SCIENCE UP THE WORLD
15TH INTERNATIONAL STUDENT CONGRESS OF MEDICAL SCIENCES
JUNE 3RD - 6TH 2008
Abstract Mark Mariathas
The Genetic Basis of Hypoplastic Left Heart Syndrome1M. Mariathas, 1K. Wilkinson, 1C. Spalluto, 1V. Phillips, 1D. Fowler, 1D. I. Wilson 1Division of Human Genetics, University of Southampton, Southampton, England (United Kingdom)
Introduction
Hypoplastic Left Heart Syndrome (HLHS) is a severe congenital heart defect (CHD). It occurs in 1 in 5000 live births and is the most common cause of death in the first week of life. The characteristic morphological features of HLHS are severe by underdevelopment of the left ventricle, aortic valve atresia, and severe narrowing of the aortic arch. Untreated HLHS is lethal. There is significant evidence that genetics plays a role in the aetiology of HLHS.

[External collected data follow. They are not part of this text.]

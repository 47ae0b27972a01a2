//! Workload statistics and metrics.

use std::time::Duration;

use observability::{BatchMetricsAggregator, RunningStats, StatsSummary};
use timed_batch::DispatchSnapshot;

/// Statistics from a workload run
#[derive(Debug, Clone, Default)]
pub struct PipelineStats {
    /// Records whose batch was handled in time
    pub succeeded: u64,

    /// Records that hit their thread timeout
    pub timed_out: u64,

    /// Records rejected because the block was closed
    pub rejected: u64,

    /// Caller-observed wait for successful records (ms)
    pub wait_ms: RunningStats,

    /// Total duration of the run
    pub duration: Duration,

    /// Final dispatcher counters
    pub dispatch: DispatchSnapshot,

    /// Handler-side batch statistics
    pub batch_metrics: BatchMetricsAggregator,
}

impl PipelineStats {
    pub fn record_success(&mut self, waited: Duration) {
        self.succeeded += 1;
        self.wait_ms.push(waited.as_secs_f64() * 1000.0);
    }

    pub fn record_timeout(&mut self) {
        self.timed_out += 1;
    }

    /// Records completed successfully per second
    pub fn throughput(&self) -> f64 {
        if self.duration.as_secs_f64() > 0.0 {
            self.succeeded as f64 / self.duration.as_secs_f64()
        } else {
            0.0
        }
    }

    /// Timed out records as percentage of all finished records
    pub fn timeout_rate(&self) -> f64 {
        let total = self.succeeded + self.timed_out;
        if total > 0 {
            (self.timed_out as f64 / total as f64) * 100.0
        } else {
            0.0
        }
    }

    /// Print detailed summary
    pub fn print_summary(&self) {
        println!("\n╔══════════════════════════════════════════════════════════════╗");
        println!("║                    Workload Statistics                       ║");
        println!("╚══════════════════════════════════════════════════════════════╝\n");

        println!("📊 Overview");
        println!("   ├─ Duration: {:.2}s", self.duration.as_secs_f64());
        println!("   ├─ Succeeded: {}", self.succeeded);
        println!(
            "   ├─ Timed out: {} ({:.2}%)",
            self.timed_out,
            self.timeout_rate()
        );
        println!("   ├─ Rejected: {}", self.rejected);
        println!("   ├─ Throughput: {:.2} records/s", self.throughput());
        println!("   └─ Wait (ms): {}", StatsSummary::from(&self.wait_ms));

        println!("\n📦 Dispatcher");
        println!("   ├─ Batches dispatched: {}", self.dispatch.batches_dispatched);
        println!("   ├─ Batches handled: {}", self.dispatch.batches_handled);
        println!("   ├─ Batches failed: {}", self.dispatch.batches_failed);
        println!("   ├─ Items released: {}", self.dispatch.items_released);
        println!(
            "   └─ Items released after timeout: {}",
            self.dispatch.items_released_late
        );

        let summary = self.batch_metrics.summary();

        println!("\n📈 Handler");
        println!(
            "   ├─ Full / partial batches: {} / {}",
            summary.full_batches, summary.partial_batches
        );
        println!("   ├─ Batch size: {}", summary.batch_size);
        println!("   └─ Latency (ms): {}", summary.latency_ms);

        println!();
    }
}

#[cfg(test)]
mod tests {
    use super::*;

    #[test]
    fn test_rates() {
        let mut stats = PipelineStats {
            duration: Duration::from_secs(2),
            ..Default::default()
        };
        for _ in 0..9 {
            stats.record_success(Duration::from_millis(10));
        }
        stats.record_timeout();

        assert!((stats.throughput() - 4.5).abs() < 1e-10);
        assert!((stats.timeout_rate() - 10.0).abs() < 1e-10);
        assert_eq!(stats.wait_ms.count(), 9);
    }

    #[test]
    fn test_empty_run() {
        let stats = PipelineStats::default();
        assert_eq!(stats.throughput(), 0.0);
        assert_eq!(stats.timeout_rate(), 0.0);
    }
}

Most patients with HLHS have normal chromosomes using standard light microscopy. For a chromosomal rearrangement to be detected using light microscopy, at least 4 million base pairs must be deleted or duplicated. It is possible that there are smaller deletions or duplications in patients with HLHS that are undetected by light microscopy. A new technology has been developed that improves the resolution termed Microarray-Comparative Genomic Hybridization (Microarray-CGH).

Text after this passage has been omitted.